Due: 3/11/2014
Feynman Liang (feynman.liang@gmail.com)
She must buy at least 262 packages. The expected number of packages she will have to buy is \( \mathbb{E}(X) \), which can be calculated to be
N <- 262
N * sum(1/c(1:N))
## [1] 1611
Simulating the distribution of \( X \)
# collector simulation
nbought <- function(N) {
coupons <- matrix(0, 1, N) # initially have no coupons
for (k in 1:1e+05) {
# collect until complete collection
x <- sample.int(N, 1, replace = TRUE)
coupons[x] <- 1 # mark that coupon type as collected
ifelse(sum(coupons) == N, return(k), -1)
}
}
N <- 262 # set to desired number of different coupons
y <- sapply(matrix(N, 1000, 1), nbought) # set number of samples
hist(y, main = paste("Coupon collector, mean=", mean(y)), breaks = 30)
The sample mean of 1612.907 is fairly close to the theoretical mean from (1).
A particular coupon's waiting time \( t \) can be modeled by a Poisson process with rate \( \lambda = m/N \). This means that \[ \Pr \{ T_{\text{one coupon}} \leq t \} = 1 - \Pr \{ T > t \} = 1 - e^{-(m/N) t} \]
Given that the process for each coupon is i.i.d, the probability for all coupon processes completing before \( T \) can be found by taking the product over each individual coupon \[ F(t) = \Pr \{T \leq t \} = (\Pr \{ T_{\text{one coupon}} \leq t \})^N = (1 - e^{-m t / N})^N \]
Using the substitution \( u = 1 - e^{-m t / N} \), we have that \( t = \frac{-N \log(1 - u)}{m} \) and therefore \( dt = \frac{N}{m (1-u)} du \).
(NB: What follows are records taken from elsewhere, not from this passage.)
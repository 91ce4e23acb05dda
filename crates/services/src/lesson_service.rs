use std::sync::Arc;

use lesson_core::flashcards::{FlashcardSet, parse_flashcards};
use lesson_core::model::{Email, LessonContent};
use lesson_core::prompts::{
    answer_prompt, flashcards_prompt, placeholder_answer, quiz_prompt, summary_prompt,
};
use lesson_core::quiz::{QuizResult, parse_quiz};
use lesson_core::summary::{Summary, parse_summary};
use storage::repository::ContentStore;

use crate::Clock;
use crate::error::{ExtractionError, LessonError};
use crate::export::{render_pdf, render_pptx};
use crate::extraction::extract_text;
use crate::generation::TextGenerator;

/// What the client sees after an upload.
#[derive(Debug, Clone, PartialEq, Eq)]
pub struct UploadPreview {
    pub preview: String,
    pub total_chars: usize,
}

/// Per-user lesson workflow: upload once, then derive study material.
///
/// Everything except `upload` requires a prior upload by the same user and
/// fails with `LessonError::NoContent` otherwise. Generator failures never
/// surface here; they degrade to placeholder content.
#[derive(Clone)]
pub struct LessonService {
    clock: Clock,
    contents: Arc<dyn ContentStore>,
    generator: Arc<dyn TextGenerator>,
}

impl LessonService {
    #[must_use]
    pub fn new(
        clock: Clock,
        contents: Arc<dyn ContentStore>,
        generator: Arc<dyn TextGenerator>,
    ) -> Self {
        Self {
            clock,
            contents,
            generator,
        }
    }

    /// Extract text from an uploaded document and make it the user's
    /// current lesson.
    ///
    /// # Errors
    ///
    /// Returns `LessonError::Extraction` for unsupported or unreadable files
    /// and `LessonError::Storage` if the content cannot be stored.
    pub async fn upload(
        &self,
        email: &Email,
        media_type: &str,
        data: &[u8],
    ) -> Result<UploadPreview, LessonError> {
        // Parsers are CPU-bound and may panic on malformed input.
        let text = tokio::task::spawn_blocking({
            let media_type = media_type.to_owned();
            let data = data.to_vec();
            move || extract_text(&media_type, &data)
        })
        .await
        .map_err(|err| ExtractionError::Pdf(err.to_string()))??;
        let content = LessonContent::new(text, media_type, self.clock.now());
        let preview = UploadPreview {
            preview: content.preview(),
            total_chars: content.text().chars().count(),
        };
        self.contents.put_content(email, content).await?;

        tracing::info!(%email, media_type, chars = preview.total_chars, "lesson uploaded");
        Ok(preview)
    }

    async fn current(&self, email: &Email) -> Result<LessonContent, LessonError> {
        self.contents
            .get_content(email)
            .await?
            .ok_or(LessonError::NoContent)
    }

    async fn summary_of(&self, content: &LessonContent) -> Summary {
        let reply = self.generator.generate_text(&summary_prompt(content.text())).await;
        let summary = parse_summary(reply.as_deref());
        if summary.is_synthetic() {
            tracing::info!("summary replaced with placeholder points");
        }
        summary
    }

    async fn quiz_of(&self, content: &LessonContent) -> QuizResult {
        let reply = self.generator.generate_text(&quiz_prompt(content.text())).await;
        let quiz = parse_quiz(reply.as_deref());
        if quiz.synthetic_count() > 0 {
            tracing::info!(
                synthetic = quiz.synthetic_count(),
                total = quiz.len(),
                "quiz padded with placeholder questions"
            );
        }
        quiz
    }

    /// # Errors
    ///
    /// Returns `LessonError::NoContent` when the user has not uploaded anything.
    pub async fn summarize(&self, email: &Email) -> Result<Summary, LessonError> {
        let content = self.current(email).await?;
        Ok(self.summary_of(&content).await)
    }

    /// Always yields exactly `QUIZ_LENGTH` questions.
    ///
    /// # Errors
    ///
    /// Returns `LessonError::NoContent` when the user has not uploaded anything.
    pub async fn generate_quiz(&self, email: &Email) -> Result<QuizResult, LessonError> {
        let content = self.current(email).await?;
        Ok(self.quiz_of(&content).await)
    }

    /// # Errors
    ///
    /// Returns `LessonError::NoContent` when the user has not uploaded anything.
    pub async fn generate_flashcards(&self, email: &Email) -> Result<FlashcardSet, LessonError> {
        let content = self.current(email).await?;
        let reply = self
            .generator
            .generate_text(&flashcards_prompt(content.text()))
            .await;
        let cards = parse_flashcards(reply.as_deref());
        if cards.synthetic_count() > 0 {
            tracing::info!(synthetic = cards.synthetic_count(), "flashcards padded");
        }
        Ok(cards)
    }

    /// Answer a free-form question about the current lesson.
    ///
    /// # Errors
    ///
    /// Returns `LessonError::NoContent` when the user has not uploaded
    /// anything and `LessonError::EmptyQuestion` for a blank question.
    pub async fn ask(&self, email: &Email, question: &str) -> Result<String, LessonError> {
        let content = self.current(email).await?;
        let question = question.trim();
        if question.is_empty() {
            return Err(LessonError::EmptyQuestion);
        }

        let reply = self
            .generator
            .generate_text(&answer_prompt(content.text(), question))
            .await;
        Ok(match reply {
            Some(answer) if !answer.trim().is_empty() => answer.trim().to_string(),
            _ => placeholder_answer(question),
        })
    }

    /// # Errors
    ///
    /// Returns `LessonError::NoContent` without an upload and
    /// `LessonError::Export` if the deck cannot be written.
    pub async fn export_pptx(&self, email: &Email) -> Result<Vec<u8>, LessonError> {
        let content = self.current(email).await?;
        let summary = self.summary_of(&content).await;
        let quiz = self.quiz_of(&content).await;
        let deck = render_pptx(&summary, &quiz)?;
        tracing::info!(%email, bytes = deck.len(), "exported slide deck");
        Ok(deck)
    }

    /// # Errors
    ///
    /// Returns `LessonError::NoContent` without an upload and
    /// `LessonError::Export` if the document cannot be written.
    pub async fn export_pdf(&self, email: &Email) -> Result<Vec<u8>, LessonError> {
        let content = self.current(email).await?;
        let summary = self.summary_of(&content).await;
        let quiz = self.quiz_of(&content).await;
        let pdf = render_pdf(&summary, &quiz)?;
        tracing::info!(%email, bytes = pdf.len(), "exported pdf");
        Ok(pdf)
    }
}

#[cfg(test)]
mod tests {
    use super::*;
    use async_trait::async_trait;
    use lesson_core::time::fixed_clock;
    use storage::repository::InMemoryRepository;

    use crate::error::GenerationError;

    struct Disabled;

    #[async_trait]
    impl TextGenerator for Disabled {
        async fn generate(&self, _prompt: &str) -> Result<String, GenerationError> {
            Err(GenerationError::Disabled)
        }
    }

    fn service() -> LessonService {
        LessonService::new(
            fixed_clock(),
            Arc::new(InMemoryRepository::default()),
            Arc::new(Disabled),
        )
    }

    fn email(raw: &str) -> Email {
        Email::parse(raw).unwrap()
    }

    #[tokio::test]
    async fn everything_requires_an_upload() {
        let svc = service();
        let who = email("a@example.com");
        assert!(matches!(svc.summarize(&who).await, Err(LessonError::NoContent)));
        assert!(matches!(svc.generate_quiz(&who).await, Err(LessonError::NoContent)));
        assert!(matches!(svc.generate_flashcards(&who).await, Err(LessonError::NoContent)));
        assert!(matches!(svc.ask(&who, "why?").await, Err(LessonError::NoContent)));
        assert!(matches!(svc.export_pptx(&who).await, Err(LessonError::NoContent)));
        assert!(matches!(svc.export_pdf(&who).await, Err(LessonError::NoContent)));
    }

    #[tokio::test]
    async fn uploads_are_scoped_per_user() {
        let svc = service();
        svc.upload(&email("a@example.com"), "text/plain", b"Photosynthesis")
            .await
            .unwrap();
        assert!(svc.generate_quiz(&email("a@example.com")).await.is_ok());
        assert!(matches!(
            svc.generate_quiz(&email("b@example.com")).await,
            Err(LessonError::NoContent)
        ));
    }

    #[tokio::test]
    async fn upload_preview_is_truncated() {
        let svc = service();
        let long = "x".repeat(600);
        let preview = svc
            .upload(&email("a@example.com"), "text/plain; charset=utf-8", long.as_bytes())
            .await
            .unwrap();
        assert_eq!(preview.total_chars, 600);
        assert_eq!(preview.preview.len(), 503);
        assert!(preview.preview.ends_with("..."));
    }

    #[tokio::test]
    async fn unsupported_upload_is_rejected_and_not_stored() {
        let svc = service();
        let who = email("a@example.com");
        let err = svc.upload(&who, "image/png", b"\x89PNG").await.unwrap_err();
        assert!(matches!(err, LessonError::Extraction(_)));
        assert!(matches!(svc.summarize(&who).await, Err(LessonError::NoContent)));
    }

    #[tokio::test]
    async fn malformed_pdf_upload_is_an_extraction_error() {
        let svc = service();
        let who = email("a@example.com");
        let err = svc
            .upload(&who, "application/pdf", b"%PDF-1.7\n\x00\xff garbage")
            .await
            .unwrap_err();
        assert!(matches!(err, LessonError::Extraction(ExtractionError::Pdf(_))));
        assert!(matches!(svc.summarize(&who).await, Err(LessonError::NoContent)));
    }

    #[tokio::test]
    async fn blank_question_is_rejected() {
        let svc = service();
        let who = email("a@example.com");
        svc.upload(&who, "text/plain", b"Cells").await.unwrap();
        assert!(matches!(svc.ask(&who, "   ").await, Err(LessonError::EmptyQuestion)));
        assert_eq!(
            svc.ask(&who, " What is a cell? ").await.unwrap(),
            "Mock answer: This is a simulated response for 'What is a cell?'."
        );
    }
}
Expanding the given expression for expected waiting time \[ \mathbb{E}[T] = \int_0^\infty (1 - F(t)) dt = \int_0^\infty (1 - (1 - e^{-m t / N})^N) dt = \int_0^1 (1-u^N) \frac{N}{m (1-u)} du = \frac{N}{m} \int_0^1 \frac{1-u^N}{1-u} du \] Identifying \( \frac{1-u^N}{1-u} = \sum_{k=0}^{N-1}u^k \) to be the geometric sum formula (summation and integration can be switched because the finite sum is absolutely convergent) \[ \mathbb{E}[T] = \frac{N}{m} \int_0^1 \sum_{k=0}^{N-1} u^k du = \frac{N}{m} \sum_{k=0}^{N-1} \int_0^1 u^k du = \frac{N}{m} \sum_{k=0}^{N-1} \frac{1}{k+1} (1^k-0^k) = \frac{N}{m} \sum_{n=1}^{N} \frac{1}{n} \] Compared to equation (1) for the geometric distribution \[ \mathbb{E}[X] = N \sum_{n=1}^N \frac{1}{n} \] we see that the two are very similar with only an additional \( \frac{1}{m} \) factor. This makes sense because \( X \) represents the number of coupons bought before all \( N \) distinct coupons are obtained whereas \( T \) represents the time until all \( N \) distinct coupons are obtained. If coupons are bought at a rate \( m \), then the relationship \[ \mathbb{E}[T] \cdot m = \sum_{n=1}^n \frac{1}{n} = \mathbb{E}[X] \] says that the expected number of packages bought until all coupons are collected is equal to the rate \( m \) times the expected time until all coupons are collected if buying at rate \( m \).